La maggior parte delle preoccupazioni prima e dopo la conferenza di domenica riguarda le reali intenzioni di Haftar, che si sa essere poco interessato a un accordo che non gli garantisca il controllo sul paese: vorrebbe lo smantellamento delle fazioni armate nella Libia occidentale, e che venga ritirato un accordo marittimo e militare tra il governo di Serraj la Turchia. Serraj invece aveva chiesto l’invio di «truppe di protezione» internazionali se Haftar dovesse continuare la sua offensiva: «dovrebbero operare sotto le Nazioni Unite», aveva spiegato al giornale tedesco Die Welt. Serraj aveva anche criticato l’Unione Europea, accusandola di non aver fatto abbastanza per la Libia.
L’Unione Europea è soprattutto interessata a porre fine al conflitto nel timore che peggiori e che diventi «una seconda Siria», come ha detto il ministro degli esteri tedesco Heiko Maas.
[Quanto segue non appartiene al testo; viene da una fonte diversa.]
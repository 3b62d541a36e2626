use std::sync::Arc;

use studyvault::config::Config;
use studyvault::relay::Relay;
use studyvault::router;
use studyvault::store::MongoStore;
use studyvault::transport::UdpTransport;

#[tokio::main]
async fn main() {
    env_logger::init();

    let config = Config::load();

    // non-fatal: a disconnected store means the relay drops everything
    let store = Arc::new(MongoStore::connect(&config.mongodb_url).await);
    if !store.is_connected() {
        log::error!("running without a document store; submitted messages will be lost");
    }

    let relay = Relay::bind(config.relay_addr(), store)
        .await
        .expect("Failed to bind the relay UDP socket");
    tokio::spawn(relay.run());

    let transport = Arc::new(
        UdpTransport::connect(config.relay_addr()).expect("Failed to open the relay UDP client"),
    );
    let app = router::init_router(transport);

    let listener = tokio::net::TcpListener::bind(config.http_addr())
        .await
        .expect("Failed to bind the HTTP listener");
    log::info!("HTTP server listening on http://{}", config.http_addr());

    axum::serve(listener, app)
        .with_graceful_shutdown(shutdown_signal())
        .await
        .expect("HTTP server error");
}

async fn shutdown_signal() {
    tokio::signal::ctrl_c()
        .await
        .expect("Failed to listen for the interrupt signal");
    log::info!("interrupt received, shutting down");
}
Anche in Europa però ci sono interessi contrastanti: l’Italia, che ha sempre avuto un peso importante in Libia, appoggia Serraj ma da mesi ha perso molta della sua influenza; la Francia si è legata a Haftar, per interessi economici ed energetici e nella speranza che contrasti i gruppi islamisti in Libia e nei paesi vicini.